▸ Task details:
Once every line containing "PaymentBackend" has been counted, report the total for the data and nothing else.
(Input data begins)
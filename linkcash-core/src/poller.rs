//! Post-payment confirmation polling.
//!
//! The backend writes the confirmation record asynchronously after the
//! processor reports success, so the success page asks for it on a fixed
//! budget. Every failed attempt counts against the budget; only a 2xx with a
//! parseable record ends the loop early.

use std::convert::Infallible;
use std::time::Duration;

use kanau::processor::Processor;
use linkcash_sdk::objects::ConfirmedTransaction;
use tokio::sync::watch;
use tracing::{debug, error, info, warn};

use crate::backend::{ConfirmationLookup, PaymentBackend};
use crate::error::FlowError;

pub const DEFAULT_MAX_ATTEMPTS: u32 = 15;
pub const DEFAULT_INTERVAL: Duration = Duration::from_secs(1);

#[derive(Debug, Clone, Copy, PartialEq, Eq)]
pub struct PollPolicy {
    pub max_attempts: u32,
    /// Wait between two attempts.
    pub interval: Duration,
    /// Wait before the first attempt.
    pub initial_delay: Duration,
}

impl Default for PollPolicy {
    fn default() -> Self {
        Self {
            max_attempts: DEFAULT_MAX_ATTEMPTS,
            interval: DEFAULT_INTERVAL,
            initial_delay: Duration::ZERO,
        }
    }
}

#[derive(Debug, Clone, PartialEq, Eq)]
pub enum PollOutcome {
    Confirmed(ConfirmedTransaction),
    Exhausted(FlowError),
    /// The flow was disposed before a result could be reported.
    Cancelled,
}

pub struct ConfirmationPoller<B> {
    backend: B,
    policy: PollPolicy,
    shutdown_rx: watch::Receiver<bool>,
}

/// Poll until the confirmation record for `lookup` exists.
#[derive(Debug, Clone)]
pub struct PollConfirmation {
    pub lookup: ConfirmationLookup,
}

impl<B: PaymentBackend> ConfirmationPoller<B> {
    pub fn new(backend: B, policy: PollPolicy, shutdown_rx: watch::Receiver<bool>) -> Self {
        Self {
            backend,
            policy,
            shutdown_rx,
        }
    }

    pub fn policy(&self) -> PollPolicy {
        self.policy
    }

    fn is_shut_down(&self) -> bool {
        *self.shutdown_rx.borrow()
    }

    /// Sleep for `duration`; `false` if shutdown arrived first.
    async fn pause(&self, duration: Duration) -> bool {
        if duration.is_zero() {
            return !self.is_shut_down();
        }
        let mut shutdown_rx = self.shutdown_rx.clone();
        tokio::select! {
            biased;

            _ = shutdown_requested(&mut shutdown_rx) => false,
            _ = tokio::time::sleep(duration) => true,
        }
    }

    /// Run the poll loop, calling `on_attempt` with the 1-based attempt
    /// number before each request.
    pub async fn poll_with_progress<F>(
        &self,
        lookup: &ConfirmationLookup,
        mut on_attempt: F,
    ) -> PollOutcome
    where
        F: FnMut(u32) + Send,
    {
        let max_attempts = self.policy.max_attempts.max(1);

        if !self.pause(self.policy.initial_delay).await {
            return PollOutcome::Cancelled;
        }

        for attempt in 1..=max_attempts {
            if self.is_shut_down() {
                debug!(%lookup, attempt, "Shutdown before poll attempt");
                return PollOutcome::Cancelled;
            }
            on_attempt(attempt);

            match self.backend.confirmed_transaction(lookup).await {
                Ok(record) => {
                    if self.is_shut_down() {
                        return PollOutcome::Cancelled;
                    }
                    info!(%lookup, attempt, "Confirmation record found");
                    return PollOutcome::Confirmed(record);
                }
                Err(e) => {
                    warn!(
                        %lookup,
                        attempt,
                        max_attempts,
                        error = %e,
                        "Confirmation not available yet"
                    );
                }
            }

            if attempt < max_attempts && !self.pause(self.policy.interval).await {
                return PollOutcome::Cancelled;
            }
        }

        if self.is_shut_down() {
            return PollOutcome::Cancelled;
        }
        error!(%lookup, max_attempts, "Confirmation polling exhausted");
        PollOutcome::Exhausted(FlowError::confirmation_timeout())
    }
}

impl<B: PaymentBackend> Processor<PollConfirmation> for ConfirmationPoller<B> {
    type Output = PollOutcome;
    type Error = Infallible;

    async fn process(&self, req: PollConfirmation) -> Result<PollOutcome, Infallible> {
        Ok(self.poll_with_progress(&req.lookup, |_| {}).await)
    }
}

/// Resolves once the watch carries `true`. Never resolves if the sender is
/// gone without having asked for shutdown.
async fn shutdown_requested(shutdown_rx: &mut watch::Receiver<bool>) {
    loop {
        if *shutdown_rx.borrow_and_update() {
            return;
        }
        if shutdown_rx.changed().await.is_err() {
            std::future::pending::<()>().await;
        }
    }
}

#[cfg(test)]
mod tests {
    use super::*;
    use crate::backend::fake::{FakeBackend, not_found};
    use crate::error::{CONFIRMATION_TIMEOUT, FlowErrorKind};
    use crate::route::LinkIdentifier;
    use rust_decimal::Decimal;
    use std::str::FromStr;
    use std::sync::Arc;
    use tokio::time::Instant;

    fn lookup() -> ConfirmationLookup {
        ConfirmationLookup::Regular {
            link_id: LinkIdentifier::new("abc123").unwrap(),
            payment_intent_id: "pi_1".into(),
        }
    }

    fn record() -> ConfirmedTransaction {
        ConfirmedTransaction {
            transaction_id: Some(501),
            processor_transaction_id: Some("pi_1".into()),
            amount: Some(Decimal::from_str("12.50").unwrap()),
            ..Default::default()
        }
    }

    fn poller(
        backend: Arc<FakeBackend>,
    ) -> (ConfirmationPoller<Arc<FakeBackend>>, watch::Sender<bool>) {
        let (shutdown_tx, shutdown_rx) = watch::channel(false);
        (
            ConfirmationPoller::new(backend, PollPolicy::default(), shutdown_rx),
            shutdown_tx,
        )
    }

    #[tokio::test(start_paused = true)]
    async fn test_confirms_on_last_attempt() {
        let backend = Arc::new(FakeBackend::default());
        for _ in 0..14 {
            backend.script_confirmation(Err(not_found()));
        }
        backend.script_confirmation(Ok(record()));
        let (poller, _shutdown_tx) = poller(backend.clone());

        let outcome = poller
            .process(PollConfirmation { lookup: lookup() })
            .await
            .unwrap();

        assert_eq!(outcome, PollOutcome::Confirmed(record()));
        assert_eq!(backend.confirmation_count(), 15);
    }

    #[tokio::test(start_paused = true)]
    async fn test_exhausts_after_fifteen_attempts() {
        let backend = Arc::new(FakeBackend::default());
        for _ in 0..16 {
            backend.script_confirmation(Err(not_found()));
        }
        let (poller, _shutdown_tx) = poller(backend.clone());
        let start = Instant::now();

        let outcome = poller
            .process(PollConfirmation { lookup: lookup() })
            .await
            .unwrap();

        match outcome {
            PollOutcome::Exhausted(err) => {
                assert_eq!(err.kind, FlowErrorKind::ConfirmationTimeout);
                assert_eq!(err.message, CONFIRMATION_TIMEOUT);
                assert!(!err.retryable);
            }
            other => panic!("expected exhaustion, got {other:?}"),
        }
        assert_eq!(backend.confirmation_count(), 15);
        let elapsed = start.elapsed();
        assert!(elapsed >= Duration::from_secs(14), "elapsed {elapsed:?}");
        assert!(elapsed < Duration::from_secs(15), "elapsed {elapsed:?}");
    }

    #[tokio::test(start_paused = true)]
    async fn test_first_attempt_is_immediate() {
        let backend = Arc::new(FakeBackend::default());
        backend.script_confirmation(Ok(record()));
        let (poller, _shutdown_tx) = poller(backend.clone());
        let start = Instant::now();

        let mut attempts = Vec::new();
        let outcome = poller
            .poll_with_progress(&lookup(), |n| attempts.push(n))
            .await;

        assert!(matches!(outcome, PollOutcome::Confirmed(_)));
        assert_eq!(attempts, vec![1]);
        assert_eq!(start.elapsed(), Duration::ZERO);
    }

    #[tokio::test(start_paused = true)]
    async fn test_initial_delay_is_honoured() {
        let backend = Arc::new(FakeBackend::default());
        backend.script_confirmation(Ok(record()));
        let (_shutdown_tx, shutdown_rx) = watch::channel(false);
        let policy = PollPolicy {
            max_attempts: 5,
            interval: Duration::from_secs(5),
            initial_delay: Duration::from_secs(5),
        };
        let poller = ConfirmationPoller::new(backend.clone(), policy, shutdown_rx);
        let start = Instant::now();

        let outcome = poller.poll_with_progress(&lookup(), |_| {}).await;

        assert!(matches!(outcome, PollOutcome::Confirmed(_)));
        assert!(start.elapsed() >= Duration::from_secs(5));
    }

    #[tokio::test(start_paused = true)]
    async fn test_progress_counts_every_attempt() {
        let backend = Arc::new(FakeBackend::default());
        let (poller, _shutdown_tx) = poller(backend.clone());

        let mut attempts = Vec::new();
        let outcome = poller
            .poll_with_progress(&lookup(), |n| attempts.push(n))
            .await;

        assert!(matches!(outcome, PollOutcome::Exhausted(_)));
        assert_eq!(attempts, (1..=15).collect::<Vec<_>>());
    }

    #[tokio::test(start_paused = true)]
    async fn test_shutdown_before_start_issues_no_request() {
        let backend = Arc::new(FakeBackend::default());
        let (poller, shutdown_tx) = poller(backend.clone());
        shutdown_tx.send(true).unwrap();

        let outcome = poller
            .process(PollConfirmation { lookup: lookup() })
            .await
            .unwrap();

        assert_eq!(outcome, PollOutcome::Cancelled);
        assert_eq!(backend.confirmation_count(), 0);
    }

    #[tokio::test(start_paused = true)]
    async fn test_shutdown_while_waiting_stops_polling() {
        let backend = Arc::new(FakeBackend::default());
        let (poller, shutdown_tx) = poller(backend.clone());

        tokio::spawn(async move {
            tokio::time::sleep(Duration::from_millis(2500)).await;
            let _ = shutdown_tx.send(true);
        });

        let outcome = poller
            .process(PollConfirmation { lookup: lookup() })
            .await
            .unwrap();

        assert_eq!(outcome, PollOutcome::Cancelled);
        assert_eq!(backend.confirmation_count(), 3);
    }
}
(Input data ends)
▸ Answer space:
3